To summerize, you have to copy the libraries needed out to the compute 
nodes because CHARMM is doing an open() rather then a dlopen(). Since 
libcache only traps proper dlopen() calls rather then open(), opening 
the library fails, and hence the segfault.

-Joshua Bernstein
Software Engineer
Scyld Software


> 
> 
> -------- Original Message --------
> Subject:     [scyld-users] Problem running Charmm on Scyld cluster
> Date:     Tue, 14 Mar 2006 17:29:40 -0700
> From:     Andre Kerstens <akerstens at utep.edu>
> Organization:     UTEP
> To:     scyld-users at beowulf.org
> 
> 
> 
> Hello all,
> 
> We have recently bought a Penguin cluster with Scyld release 29cz 
> (29cz-5u0001 200506091805) on it and are trying to get a statically 
> compiled version of Charmm to run on the nodes.

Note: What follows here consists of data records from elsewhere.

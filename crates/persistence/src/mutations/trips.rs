// Copyright (C) 2026 Fred Clausen
// Use of this source code is governed by an MIT-style
// license that can be found in the LICENSE file or at
// https://opensource.org/licenses/MIT.

use diesel::prelude::*;
use num_traits::ToPrimitive;
use time::OffsetDateTime;
use time::format_description::well_known::Rfc3339;
use tracing::info;
use transita_domain::{NewTrip, SeatState, is_restricted_seat_number};

use crate::backend::sqlite::get_last_insert_rowid;
use crate::data_models::{NewSeatRow, NewTripRow};
use crate::diesel_schema::{seats, trips};
use crate::error::PersistenceError;

/// Inserts a trip and its seat inventory.
///
/// Seats are numbered `1..=total_seats`; the lowest-numbered seats
/// are flagged restricted at creation time, so the restriction is a
/// property of the row, not of query-time arithmetic. All seats start
/// in the `AVAILABLE` state.
///
/// # Arguments
///
/// * `conn` - Database connection (inside the creation transaction)
/// * `new_trip` - The validated trip to insert
///
/// # Errors
///
/// Returns an error if any insert fails.
///
/// # Returns
///
/// The ID of the newly created trip.
pub fn insert_trip(
    conn: &mut SqliteConnection,
    new_trip: &NewTrip,
) -> Result<i64, PersistenceError> {
    let created_at: String = OffsetDateTime::now_utc()
        .format(&Rfc3339)
        .map_err(|e| PersistenceError::InitializationError(e.to_string()))?;

    let total_seats: i32 = new_trip.total_seats.to_i32().ok_or_else(|| {
        PersistenceError::InitializationError(format!(
            "Invalid total_seats: {}",
            new_trip.total_seats
        ))
    })?;
    let price: i32 = new_trip.price.to_i32().ok_or_else(|| {
        PersistenceError::InitializationError(format!("Invalid price: {}", new_trip.price))
    })?;

    let trip_row: NewTripRow = NewTripRow {
        name: new_trip.name.clone(),
        bus_type: new_trip.bus_type.clone(),
        origin: new_trip.origin.clone(),
        destination: new_trip.destination.clone(),
        departs_at: new_trip.departs_at.clone(),
        total_seats,
        price,
        amenities: new_trip.amenities.clone(),
        created_at,
    };

    diesel::insert_into(trips::table)
        .values(&trip_row)
        .execute(conn)?;

    let trip_id: i64 = get_last_insert_rowid(conn)?;

    let mut seat_rows: Vec<NewSeatRow> =
        Vec::with_capacity(new_trip.total_seats.to_usize().unwrap_or_default());
    for number in 1..=new_trip.total_seats {
        let seat_number: i32 = number.to_i32().ok_or_else(|| {
            PersistenceError::InitializationError(format!("Invalid seat number: {number}"))
        })?;
        seat_rows.push(NewSeatRow {
            trip_id,
            seat_number,
            status: String::from(SeatState::Available.as_status_str()),
            is_restricted: i32::from(is_restricted_seat_number(number)),
            occupant_gender: None,
        });
    }

    diesel::insert_into(seats::table)
        .values(&seat_rows)
        .execute(conn)?;

    info!(
        trip_id,
        total_seats = new_trip.total_seats,
        "Created trip with seat inventory"
    );

    Ok(trip_id)
}
// Copyright (C) 2026 Fred Clausen
// Use of this source code is governed by an MIT-style
// license that can be found in the LICENSE file or at
// https://opensource.org/licenses/MIT.

//! Test module for the API crate.

#![allow(clippy::expect_used, clippy::unwrap_used)]


use transita_persistence::InventoryStore;

use crate::handlers;
use crate::request_response::{CreateTripRequest, CreateTripResponse, PassengerRecord};

pub fn create_test_trip_request() -> CreateTripRequest {
    CreateTripRequest {
        name: String::from("Coastal Express"),
        bus_type: String::from("AC Sleeper"),
        origin: String::from("Mumbai"),
        destination: String::from("Pune"),
        departs_at: String::from("2026-09-01T08:00:00Z"),
        total_seats: 40,
        price: 450,
        amenities: String::from("WiFi,Water Bottle,Charging Point"),
    }
}

pub fn create_female_record(seat_number: u32) -> PassengerRecord {
    PassengerRecord {
        seat_number,
        name: String::from("Priya Sharma"),
        age: 29,
        gender: String::from("Female"),
        meal_choice: None,
    }
}

pub fn create_male_record(seat_number: u32) -> PassengerRecord {
    PassengerRecord {
        seat_number,
        name: String::from("Rahul Verma"),
        age: 34,
        gender: String::from("Male"),
        meal_choice: Some(String::from("Veg")),
    }
}

/// Creates an in-memory store with one trip, returning its id.
pub fn setup_store_with_trip() -> (InventoryStore, i64) {
    let mut store: InventoryStore =
        InventoryStore::new_in_memory().expect("In-memory store should initialize");
    let response: CreateTripResponse =
        handlers::create_trip(&mut store, create_test_trip_request())
            .expect("Test trip should be created");
    (store, response.trip_id)
}

/// Resolves seat numbers to seat ids via the trip detail handler.
pub fn seat_ids_for_numbers(
    store: &mut InventoryStore,
    trip_id: i64,
    seat_numbers: &[u32],
) -> Vec<i64> {
    let details = handlers::get_trip_details(store, trip_id).expect("Trip should exist");
    seat_numbers
        .iter()
        .map(|number| {
            details
                .seats
                .iter()
                .find(|seat| seat.seat_number == *number)
                .expect("Seat number should exist")
                .seat_id
        })
        .collect()
}
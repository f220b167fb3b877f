// Copyright (C) 2026 Fred Clausen
// Use of this source code is governed by an MIT-style
// license that can be found in the LICENSE file or at
// https://opensource.org/licenses/MIT.

use diesel::prelude::*;
use time::OffsetDateTime;
use time::format_description::well_known::Rfc3339;
use transita::{ReservationPlan, SeatGrant};
use transita_domain::{BookingStatus, Gender, SeatState};

use crate::backend::sqlite::get_last_insert_rowid;
use crate::data_models::NewBookingRow;
use crate::diesel_schema::{bookings, seats};
use crate::error::PersistenceError;

/// Marks each granted seat as booked, recording the occupant gender
/// alongside the status so the two columns change together.
///
/// # Arguments
///
/// * `conn` - Database connection (inside the reservation transaction)
/// * `grants` - Verified seat grants, in canonical lock order
///
/// # Errors
///
/// Returns an error if any update fails.
pub fn mark_seats_booked(
    conn: &mut SqliteConnection,
    grants: &[SeatGrant],
) -> Result<(), PersistenceError> {
    for grant in grants {
        let occupant: Option<String> = grant
            .occupant
            .map(|gender: Gender| String::from(gender.as_str()));
        diesel::update(seats::table.filter(seats::seat_id.eq(grant.seat_id)))
            .set((
                seats::status.eq(SeatState::Booked { occupant: None }.as_status_str()),
                seats::occupant_gender.eq(occupant),
            ))
            .execute(conn)?;
    }
    Ok(())
}

/// Inserts the booking record for a granted reservation.
///
/// Seat IDs and passenger details are serialized to JSON text, and
/// the booking is created directly in the `CONFIRMED` state.
///
/// # Arguments
///
/// * `conn` - Database connection (inside the reservation transaction)
/// * `plan` - The reservation plan being granted
///
/// # Errors
///
/// Returns an error if serialization or the insert fails.
///
/// # Returns
///
/// The ID of the newly created booking.
pub fn insert_booking(
    conn: &mut SqliteConnection,
    plan: &ReservationPlan,
) -> Result<i64, PersistenceError> {
    let created_at: String = OffsetDateTime::now_utc()
        .format(&Rfc3339)
        .map_err(|e| PersistenceError::InitializationError(e.to_string()))?;

    let booking_row: NewBookingRow = NewBookingRow {
        user_id: plan.user_id,
        trip_id: plan.trip_id,
        seat_ids: serde_json::to_string(&plan.seat_ids)?,
        passenger_details: serde_json::to_string(&plan.passengers)?,
        status: String::from(BookingStatus::Confirmed.as_str()),
        created_at,
    };

    diesel::insert_into(bookings::table)
        .values(&booking_row)
        .execute(conn)?;

    get_last_insert_rowid(conn)
}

The problem is that 
> Charmm runs fine on the master node, but segfaults as soon as it is 
> migrated to a compute node. From the strace below you can see that the 
> segfault happens after the library /lib64/ld-linux-x86-64.so.2 cannot be 
> found (it exists on the master node and is exported to the nodes in 
> /etc/beowulf/config though).
> 
> [akerstens at cluster 3ptb_1000110]$ bpsh 1 ./strace ./charmm64
> execve("./charmm64", ["./charmm64"], [/* 22 vars */]) = 0
> uname({sys="Linux", node=".1", ...})    = 0
> brk(0)                                  = 0x17a6dcc0
> brk(0x17a8ecc0)                         = 0x17a8ecc0
> brk(0x17a8f000)                         = 0x17a8f000
> times({tms_utime=0, tms_stime=0, tms_cutime=0, tms_cstime=0}) = 180579094
> times({tms_utime=0, tms_stime=0, tms_cutime=0, tms_cstime=0}) = 180579094
> times({tms_utime=0, tms_stime=0, tms_cutime=0, tms_cstime=0}) = 180579094
> access("charmm.inp", F_OK)              = 0
> open("charmm.inp", O_RDWR)              = 3
> fstat(3, {st_mode=S_IFREG|0775, st_size=23616, ...}) = 0
> access("charmm.out", F_OK)              = -1 ENOENT (No such file or 
> directory)
> open("charmm.out", O_RDWR|O_CREAT|O_TRUNC, 0666) = 4
> fstat(4, {st_mode=S_IFREG|0664, st_size=0, ...}) = 0
> open("/etc/localtime", O_RDONLY)        = 5
> fstat(5, {st_mode=S_IFREG|0644, st_size=877, ...}) = 0
> fstat(5, {st_mode=S_IFREG|0644, st_size=877, ...}) = 0
> mmap(NULL, 4096, PROT_READ|PROT_WRITE, MAP_PRIVATE|MAP_ANONYMOUS, -1, 0) 
> = 0x2a95556000
> read(5, "TZif\0\0\0\0\0\0\0\0\0\0\0\0\0\0\0\0\0\0\0\4\0\0\0\4\0"..., 
> 4096) = 877
> close(5)                                = 0
> munmap(0x2a95556000, 4096)              = 0
> readlink("/proc/self/fd/0", "socket:[5816]", 511) = 13
> ioctl(0, SNDCTL_TMR_TIMEBASE or TCGETS, 0x7fbfffee90) = -1 EINVAL 
> (Invalid argument)
> getuid()                                = 500
> socket(PF_UNIX, SOCK_STREAM, 0)         = 5
> fcntl(5, F_GETFL)                       = 0x2 (flags O_RDWR|O_LARGEFILE)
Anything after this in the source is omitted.